Some big things happened in the world this week. Iran and the P5+1 agreed on a framework for a nuclear deal, and the agreement looks good. In a presidential election in Nigeria—the world’s seventh–most populous country, and one that few observers would have tagged as a democracy before last weekend—incumbent Goodluck Jonathan lost and then promptly and peacefully conceded defeat. The trickle of countries joining China’s new Asian Infrastructure Investment Bank turned into a torrent.
All of those things happened, but you won’t read more about them here, because I have spent the better part of the past week down a different rabbit hole. Last Friday, after years of almosts and any-time-nows, the event data produced for the Integrated Conflict Early Warning System (ICEWS) finally landed in the public domain, and I have been busy trying to figure out how to put them to use.

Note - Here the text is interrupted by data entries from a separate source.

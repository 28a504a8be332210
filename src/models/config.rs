use serde::{Deserialize, Serialize};

use crate::error::{self, Error};

/// How the embedded sequence is reduced to a single vector
#[derive(Clone, Copy, Debug, PartialEq, Eq, Serialize, Deserialize)]
pub enum Aggregation {
    /// Average of the real positions
    Mean,

    /// Sum of the real positions (a bag of embeddings)
    Sum,

    /// Final state of an Elman-style recurrent scan
    SimpleRnn,

    /// Final hidden state of an LSTM scan
    Lstm,
}

impl Aggregation {
    /// Whether this aggregation runs a recurrent scan
    pub fn is_recurrent(&self) -> bool {
        matches!(self, Aggregation::SimpleRnn | Aggregation::Lstm)
    }
}

/// Architecture settings shared by training runs and saved classifiers
#[derive(burn::config::Config, Debug, PartialEq)]
pub struct EncoderConfig {
    /// Size of each token embedding
    #[config(default = 32)]
    pub embed_dim: usize,

    /// Size of the recurrent hidden state
    #[config(default = 32)]
    pub hidden_size: usize,

    /// The aggregation strategy
    #[config(default = "Aggregation::Mean")]
    pub aggregation: Aggregation,

    /// Run a second, reversed scan and concatenate the final states
    #[config(default = false)]
    pub bidirectional: bool,

    /// Number of stacked recurrent layers
    #[config(default = 1)]
    pub num_layers: usize,
}

impl EncoderConfig {
    /// Size of the aggregated vector fed to the output projection
    pub fn output_size(&self) -> usize {
        match self.aggregation {
            Aggregation::Mean | Aggregation::Sum => self.embed_dim,
            Aggregation::SimpleRnn | Aggregation::Lstm => {
                self.hidden_size * if self.bidirectional { 2 } else { 1 }
            }
        }
    }

    /// Check the sizes are usable
    pub fn validate(&self) -> error::Result<()> {
        if self.embed_dim == 0 {
            return Err(Error::config("embedding dimension must be positive"));
        }

        if self.aggregation.is_recurrent() {
            if self.hidden_size == 0 {
                return Err(Error::config("hidden size must be positive"));
            }

            if self.num_layers == 0 {
                return Err(Error::config("at least one recurrent layer is required"));
            }
        }

        Ok(())
    }
}

/// Everything needed to rebuild a `SequenceClassifier`
#[derive(burn::config::Config, Debug, PartialEq)]
pub struct ClassifierConfig {
    /// Rows in the embedding table (the vocabulary size)
    pub vocab_size: usize,

    /// Number of output classes
    pub num_classes: usize,

    /// Architecture
    pub encoder: EncoderConfig,

    /// Seed for parameter initialization
    #[config(default = 42)]
    pub seed: u64,
}

impl ClassifierConfig {
    /// Check the configuration describes a buildable model
    pub fn validate(&self) -> error::Result<()> {
        if self.vocab_size < 2 {
            return Err(Error::config(format!(
                "vocabulary size must be at least 2, got {}",
                self.vocab_size
            )));
        }

        if self.num_classes == 0 {
            return Err(Error::config("at least one class is required"));
        }

        self.encoder.validate()
    }
}

#[cfg(test)]
mod tests {
    use pretty_assertions::assert_eq;

    use super::*;

    #[test]
    fn output_size_follows_the_aggregation() {
        let pooled = EncoderConfig::new().with_embed_dim(8);
        assert_eq!(pooled.output_size(), 8);

        let bilstm = EncoderConfig::new()
            .with_hidden_size(5)
            .with_aggregation(Aggregation::Lstm)
            .with_bidirectional(true);
        assert_eq!(bilstm.output_size(), 10);
    }

    #[test]
    fn rejects_degenerate_sizes() {
        let config = ClassifierConfig::new(1, 2, EncoderConfig::new());
        assert!(matches!(config.validate(), Err(Error::Config(_))));

        let config = ClassifierConfig::new(10, 0, EncoderConfig::new());
        assert!(matches!(config.validate(), Err(Error::Config(_))));

        let encoder = EncoderConfig::new()
            .with_aggregation(Aggregation::SimpleRnn)
            .with_num_layers(0);
        assert!(matches!(encoder.validate(), Err(Error::Config(_))));

        assert!(ClassifierConfig::new(10, 2, EncoderConfig::new())
            .validate()
            .is_ok());
    }

    #[test]
    fn config_serializes_to_json() {
        let config = ClassifierConfig::new(
            12,
            3,
            EncoderConfig::new().with_aggregation(Aggregation::Lstm),
        )
        .with_seed(7);

        let json = serde_json::to_string(&config).unwrap();
        let restored: ClassifierConfig = serde_json::from_str(&json).unwrap();

        assert_eq!(restored, config);
    }
}
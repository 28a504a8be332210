use std::{collections::BTreeMap, fmt::Debug};

use burn::{
    data::dataloader,
    tensor::{backend::Backend, Int, Tensor},
};
use derive_new::new;

use crate::{
    error::{Error, Result},
    text::{Batch, Vectorizer},
    utils::{
        classes::label2id,
        tensors::{class_ids, id_grid, mask_grid},
    },
};

use super::Item;

/// An inference batch for text classification
#[derive(Debug, Clone, new)]
pub struct Infer<B: Backend> {
    /// Token ids as a 2D tensor: [batch_size, max_len]
    pub tokens: Tensor<B, 2, Int>,

    /// 1.0 at real positions and 0.0 at padding: [batch_size, max_len]
    pub mask: Tensor<B, 2>,
}

/// A training batch for text classification
#[derive(Clone, Debug, new)]
pub struct Train<B: Backend> {
    /// Classifier input
    pub input: Infer<B>,

    /// Class ids for the batch
    pub targets: Tensor<B, 1, Int>,
}

/// Struct for batching text classification items
#[derive(Clone)]
pub struct Batcher<B: Backend> {
    /// Text to token id conversion
    pub vectorizer: Vectorizer,

    /// A mapping from class name labels to class ids
    pub label2id: BTreeMap<String, usize>,

    /// Device on which to perform computation (e.g., CPU or CUDA device)
    pub device: B::Device,
}

impl<B: Backend> Batcher<B> {
    /// Creates a new batcher
    pub fn new(vectorizer: Vectorizer, labels: &[String], device: B::Device) -> Self {
        Self {
            vectorizer,
            label2id: label2id(labels),
            device,
        }
    }

    /// Look up the class id of a label
    pub fn class_id(&self, label: &str) -> Result<usize> {
        self.label2id
            .get(label.trim())
            .copied()
            .ok_or_else(|| Error::config(format!("unknown class label: {label}")))
    }

    /// Vectorize, pad and mask a batch of texts
    pub fn infer_batch<S: AsRef<str>>(&self, texts: &[S]) -> Result<Infer<B>> {
        let batch = Batch::assemble(self.vectorizer.vectorize_all(texts))?;
        batch.validate_ids(self.vectorizer.vocabulary().len())?;

        Ok(Infer {
            tokens: id_grid(batch.ids(), batch.max_len(), &self.device),
            mask: mask_grid(batch.mask(), batch.max_len(), &self.device),
        })
    }

    /// Like `infer_batch`, with the class ids of each item as targets
    pub fn train_batch<I: Item>(&self, items: &[I]) -> Result<Train<B>> {
        let targets = items
            .iter()
            .map(|item| self.class_id(item.class_label()))
            .collect::<Result<Vec<_>>>()?;

        let texts: Vec<&str> = items.iter().map(|item| item.input()).collect();

        Ok(Train {
            input: self.infer_batch(&texts)?,
            targets: class_ids(&targets, &self.device),
        })
    }
}

/// Implement Batcher trait for Batcher struct for inference
impl<B: Backend> dataloader::batcher::Batcher<String, Infer<B>> for Batcher<B> {
    /// Collects a vector of texts into an inference batch.
    ///
    /// # Panics
    ///
    /// On an empty batch, which data loaders never produce; `infer_batch` is the fallible form.
    fn batch(&self, items: Vec<String>) -> Infer<B> {
        self.infer_batch(&items).expect("unable to batch texts")
    }
}

/// Implement Batcher trait for Batcher struct for training
impl<B: Backend, I: Item> dataloader::batcher::Batcher<I, Train<B>> for Batcher<B> {
    /// Collects a vector of text classification items into a training batch.
    ///
    /// # Panics
    ///
    /// On a label the batcher does not know. Callers check every label with `class_id` before
    /// handing a dataset to a data loader, as `evaluate` does; `train_batch` is the fallible
    /// form.
    fn batch(&self, items: Vec<I>) -> Train<B> {
        self.train_batch(&items).expect("unable to batch items")
    }
}
use burn::{
    module::Module,
    tensor::{backend::Backend, Tensor},
};

use crate::utils::init::Initializer;

use super::cell::{CellState, RecurrentCell};

/// The result of scanning a batch with one or more recurrent layers
#[derive(Clone, Debug)]
pub struct ScanOutput<B: Backend> {
    /// The state at every position, `[batch, seq_len, output_size]`
    pub states: Tensor<B, 3>,

    /// The final state, `[batch, output_size]`
    pub last: Tensor<B, 2>,
}

/// One recurrent layer, optionally bidirectional
#[derive(Module, Debug)]
pub struct RecurrentLayer<B: Backend> {
    /// Scans positions left to right
    pub forward_cell: RecurrentCell<B>,

    /// Scans positions right to left, for bidirectional layers
    pub backward_cell: Option<RecurrentCell<B>>,
}

impl<B: Backend> RecurrentLayer<B> {
    /// Run the layer over `[batch, seq_len, input_size]` inputs with a `[batch, seq_len]` mask
    pub fn forward(&self, inputs: Tensor<B, 3>, mask: Tensor<B, 2>) -> ScanOutput<B> {
        let forward = scan(&self.forward_cell, inputs.clone(), mask.clone(), false);

        match &self.backward_cell {
            None => forward,
            Some(cell) => {
                let backward = scan(cell, inputs, mask, true);

                ScanOutput {
                    states: Tensor::cat(vec![forward.states, backward.states], 2),
                    last: Tensor::cat(vec![forward.last, backward.last], 1),
                }
            }
        }
    }
}

/// Scan a cell over the sequence, skipping padded positions.
///
/// At a position whose mask is 0.0 the carried state passes through unchanged, so trailing
/// padding never reaches the final state in either direction. `states` is always returned in
/// position order.
fn scan<B: Backend>(
    cell: &RecurrentCell<B>,
    inputs: Tensor<B, 3>,
    mask: Tensor<B, 2>,
    reverse: bool,
) -> ScanOutput<B> {
    let [batch_size, seq_len, input_size] = inputs.dims();
    let device = inputs.device();

    let mut state: CellState<B> = cell.initial_state(batch_size, &device);
    let mut states = Vec::with_capacity(seq_len);

    let positions: Box<dyn Iterator<Item = usize>> = if reverse {
        Box::new((0..seq_len).rev())
    } else {
        Box::new(0..seq_len)
    };

    for t in positions {
        let input = inputs
            .clone()
            .slice([0..batch_size, t..t + 1, 0..input_size])
            .reshape([batch_size, input_size]);
        let keep = mask.clone().slice([0..batch_size, t..t + 1]);

        let next = cell.step(input, &state);
        state = state.select(next, keep);

        states.push(
            state
                .hidden
                .clone()
                .reshape([batch_size, 1, cell.hidden_size]),
        );
    }

    if reverse {
        states.reverse();
    }

    let states = if states.is_empty() {
        Tensor::zeros([batch_size, 0, cell.hidden_size], &device)
    } else {
        Tensor::cat(states, 1)
    };

    ScanOutput {
        states,
        last: state.hidden,
    }
}

/// A stack of recurrent layers. Each layer reads the per-position states of the one below.
#[derive(Module, Debug)]
pub struct RecurrentEncoder<B: Backend> {
    /// The layers, bottom first
    pub layers: Vec<RecurrentLayer<B>>,
}

impl<B: Backend> RecurrentEncoder<B> {
    /// Create `num_layers` layers of simple or gated cells
    pub fn new(
        input_size: usize,
        hidden_size: usize,
        num_layers: usize,
        bidirectional: bool,
        gated: bool,
        init: &mut Initializer,
        device: &B::Device,
    ) -> Self {
        let directions = if bidirectional { 2 } else { 1 };

        let layers = (0..num_layers)
            .map(|i| {
                let layer_input = if i == 0 {
                    input_size
                } else {
                    hidden_size * directions
                };

                let forward_cell =
                    RecurrentCell::new(layer_input, hidden_size, gated, init, device);
                let backward_cell = bidirectional
                    .then(|| RecurrentCell::new(layer_input, hidden_size, gated, init, device));

                RecurrentLayer {
                    forward_cell,
                    backward_cell,
                }
            })
            .collect();

        Self { layers }
    }

    /// Run every layer and return the top layer's output
    pub fn forward(&self, inputs: Tensor<B, 3>, mask: Tensor<B, 2>) -> ScanOutput<B> {
        let [batch_size, _, input_size] = inputs.dims();

        let mut output = ScanOutput {
            last: Tensor::zeros([batch_size, input_size], &inputs.device()),
            states: inputs,
        };

        for layer in &self.layers {
            output = layer.forward(output.states, mask.clone());
        }

        output
    }
}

ICEWS isn’t the first publicly available trove of political event data, but it compares favorably to the field’s first mover, GDELT, and it currently covers a much longer time span than the other recent entrant, Phoenix.
The public release of ICEWS is exciting because it opens the door wider to dynamic modeling of world politics. Right now, nearly all of the data sets employed in statistical studies of politics around the globe use country-years as their units of observation. That’s not bad if you’re primarily interested in the effects or predictive power of structural features, but it’s pretty awful for explaining and anticipating faster-changing phenomena, like social unrest or violent conflict. GDELT broke the lock on that door, but its high noise-to-signal ratio and the opacity of its coding process have deterred me from investing too much time in developing monitoring or forecasting systems that depend on it.
With ICEWS on the Dataverse, that changes. I think we now have a critical mass of data sets in the public domain that: a) reliably cover important topics for the whole world over many years; b) are routinely updated; and, crucially, c) can be parsed to the month or even the week or day to reward investments in more dynamic modeling. Other suspects fitting this description include:
- The spell-file version of Polity, which measures national patterns of political authority;
- Lists of coup attempts maintained by Jonathan Powell and Clayton Thyne (here) and the Center for Systemic Peace (here); and
- The PITF Worldwide Atrocities Event Dataset, which records information about events involving the deliberate killing of five or more noncombatant civilians (more on it here).
We also have high-quality data sets on national elections (here) and leadership changes (here, described here) that aren’t routinely updated by their sources but would be relatively easy to code by hand for applied forecasting.
With ICEWS, there is, of course, a catch. The public version of the project’s event data set will be updated monthly, but on a one-year delay. For example, when the archive was first posted in March, it ran through February 2014. On April 1, the Lockheed team added March 2014. This delay won’t matter much for scholars doing retrospective analyses, but it’s a critical flaw, if not a fatal one, for applied forecasters who can’t afford to pay—what, probably hundreds of thousands of dollars?—for a real-time subscription.
Fortunately, we might have a workaround. Phil Schrodt has played a huge role in the creation of the field of machine-coded political event data, including GDELT and ICEWS, and he is now part of the crew building Phoenix. In a blog post published the day ICEWS dropped, Phil suggested that Phoenix and ICEWS data will probably look enough alike to allow substituting the former for the latter, perhaps with some careful calibration. As Phil says, we won’t know for sure until we have a wider overlap between the two and can see how well this works in practice, but the possibility is promising enough for me to dig in.
And what does that mean? Well, a week has now passed since ICEWS hit the Dataverse, and so far I have:
- Written an R function that creates a table of valid country-months for a user-specified time period, to use as scaffolding in the construction and agglomeration of country-month data sets;
- Written scripts that call that function and some others to ingest and then parse or aggregate the other data sets I mentioned to the country-month level;
- Worked out a strategy, and written the code, to partition the data into training and test sets for a project on predicting violence against civilians; and
- Spent a lot of time staring at the screen thinking about, and a little time coding, ways to aggregate, reduce, and otherwise pre-process the ICEWS events and Polity data for that work on violence against civilians and beyond.
What I haven’t done yet—T plus seven days and counting—is any modeling. How’s that for push-button, Big Data magic?